Exhaust Manifold coated with ceramic coating that is both a thermal barrier and corrosion resistant

Exhaust manifolds can either be a cast iron, factory-type manifold or a tube steel header typically used in performance applications, though they are becoming very common in OEM applications. There are a variety of reasons for coating an exhaust manifold header.

#1 Corrosion protection. The manifold will live longer as well as look nicer. Whether it is for performance or show, coating an exhaust manifold is valuable to you.

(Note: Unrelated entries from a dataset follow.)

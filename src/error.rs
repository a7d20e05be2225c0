//! Error definitions shared across library modules.
//! Each type models a specific failure scenario (CAN ID construction, frame
//! decoding, datagram submission, handler registration, runner failures).
//!
//! Protocol-level outcomes of a datagram exchange (rejections, timeouts) are
//! not errors: they are reported through
//! [`DatagramResult`](crate::protocol::datagram::codes::DatagramResult).
use thiserror_no_std::Error;

#[derive(Error, Debug, Clone, Copy, PartialEq, Eq)]
#[cfg_attr(feature = "defmt", derive(defmt::Format))]
/// Errors that can occur while building a 29-bit OpenLCB CAN identifier.
pub enum CanIdBuildError {
    /// Source alias is zero or wider than 12 bits.
    #[error("Invalid source alias: {alias:#X}")]
    InvalidSource { alias: u16 },
    /// Destination alias is zero or wider than 12 bits.
    #[error("Invalid destination alias: {alias:#X}")]
    InvalidDestination { alias: u16 },
    /// MTI does not fit in the 12-bit variable field of a CAN message frame.
    #[error("MTI {mti:#X} cannot be carried in a CAN frame")]
    InvalidMti { mti: u16 },
    /// Control field wider than 15 bits.
    #[error("Invalid control field: {field:#X}")]
    InvalidControlField { field: u16 },
    /// No frame kind selected before building.
    #[error("Frame kind not specified")]
    MissingKind,
    /// Payload does not fit in the frame or in a datagram.
    #[error("Payload too long: {len} bytes")]
    PayloadTooLong { len: usize },
}

#[derive(Error, Debug, Clone, Copy, PartialEq, Eq)]
#[cfg_attr(feature = "defmt", derive(defmt::Format))]
/// Failures while interpreting a raw CAN frame as a datagram or addressed message.
pub enum FrameDecodeError {
    /// The frame is a CAN control frame, not an OpenLCB message.
    #[error("Not an OpenLCB message frame")]
    NotOpenLcbMessage,
    /// The CAN frame type bits do not describe the expected frame kind.
    #[error("Unexpected CAN frame type {frame_type}")]
    UnexpectedFrameType { frame_type: u8 },
    /// MTI is not an addressed message.
    #[error("MTI {mti:#X} is not addressed")]
    NotAddressed { mti: u16 },
    /// Source alias is zero.
    #[error("Invalid source alias")]
    InvalidSource,
    /// Payload length is incompatible with the frame kind.
    #[error("Invalid data length: {len}")]
    InvalidDataLen { len: usize },
}

#[derive(Error, Debug, Clone, Copy, PartialEq, Eq)]
#[cfg_attr(feature = "defmt", derive(defmt::Format))]
/// Argument errors returned by `write_datagram` before any frame is sent.
pub enum WriteError {
    /// Payload longer than the transport maximum.
    #[error("Datagram payload too long: {len} bytes")]
    PayloadTooLong { len: usize },
    /// Destination handle carries neither a node id nor an alias.
    #[error("Destination handle is empty")]
    UnknownDestination,
    /// Source node has no alias in the local directory.
    #[error("Source node {node_id:#X} is not a local node")]
    UnknownSource { node_id: u64 },
    /// Frame construction failed.
    #[error(transparent)]
    Build(#[from] CanIdBuildError),
}

#[derive(Error, Debug, Clone, Copy, PartialEq, Eq)]
#[cfg_attr(feature = "defmt", derive(defmt::Format))]
/// Handler registry failures.
pub enum RegistryError {
    /// Every registration slot is taken.
    #[error("Datagram registry is full")]
    Full,
}

#[derive(Error, Debug)]
/// Reasons for the datagram runner loop to stop.
pub enum DatagramRunError<E: core::fmt::Debug> {
    /// Unable to receive frames from the bus.
    #[error("CAN bus receive error: {0:?}")]
    Receive(E),
    /// CAN bus rejected a frame during transmission.
    #[error("CAN bus send error: {0:?}")]
    Send(E),
}
//! Runtime configuration of the datagram service.
use crate::protocol::transport::{ALIAS_RESOLUTION_TIMEOUT_MS, DATAGRAM_RESPONSE_TIMEOUT_MS};
use embassy_time::Duration;

/// Timeouts applied by every send flow of a [`DatagramSupport`](super::support::DatagramSupport).
#[derive(Debug, Clone, Copy, PartialEq, Eq)]
pub struct DatagramConfig {
    /// Wait for Datagram OK / Rejected after the last frame went out.
    pub response_timeout: Duration,
    /// Budget for resolving a destination alias (AME, then Verify Node ID at half time).
    pub alias_resolution_timeout: Duration,
}

impl Default for DatagramConfig {
    fn default() -> Self {
        Self {
            response_timeout: Duration::from_millis(DATAGRAM_RESPONSE_TIMEOUT_MS as u64),
            alias_resolution_timeout: Duration::from_millis(ALIAS_RESOLUTION_TIMEOUT_MS as u64),
        }
    }
}

impl DatagramConfig {
    pub fn with_response_timeout(mut self, timeout: Duration) -> Self {
        self.response_timeout = timeout;
        self
    }

    pub fn with_alias_resolution_timeout(mut self, timeout: Duration) -> Self {
        self.alias_resolution_timeout = timeout;
        self
    }

    /// Response timeout in the unit taken by `LcbTimer::delay_ms`.
    pub(crate) fn response_timeout_ms(&self) -> u32 {
        saturating_ms(self.response_timeout)
    }

    pub(crate) fn alias_resolution_timeout_ms(&self) -> u32 {
        saturating_ms(self.alias_resolution_timeout)
    }
}

fn saturating_ms(duration: Duration) -> u32 {
    u32::try_from(duration.as_millis()).unwrap_or(u32::MAX)
}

#2 the coating is a thermal barrier, thus keeping heat within the manifold or header. There are a number of benefits for this. First, by keeping heat within the manifold, you're going to accelerate the exhaust gas velocity which reduces back pressure and reduces fuel contamination due to reversion. This is a performance benefit. Second, you'll reduce the surface temperature of the manifold. This means if a person comes in contact with it, they are less likely to be burned and leave skin behind. If there is a component close to it, it will not see as much heat as it would with an uncoated manifold. In addition, not as much heat will be radiated under the hood or into the engine compartment. This reduces the underwood temperature which, again, reduces the temperature of surrounding parts, such as, alternators and starters. It also reduces the amount of heat that can be drawn in through the carburetor, which is a secondary performance benefit. There are a variety of coatings that can be used on exhaust manifolds or headers.

Color Schemes can play a large part in custom cars. For tube steel headers, the engine application may need added protection. 9 to 1 Comp. Engines naturally have a hotter exhaust.

Chrome headers have a problem with turning brown, blue and purple. Note: (Thermal barriers are intended to reduce heat transfer by about 30% on the average. Chrome will start turning brown around 450 degrees, turn blue around 500 degrees and after that they just look nasty. Chrome looks good but is not durable.

A badly tuned engine can drive temperatures of your exhaust out of sight.1000-1500 degrees. (No coating on the planet will stop Chrome from bluing).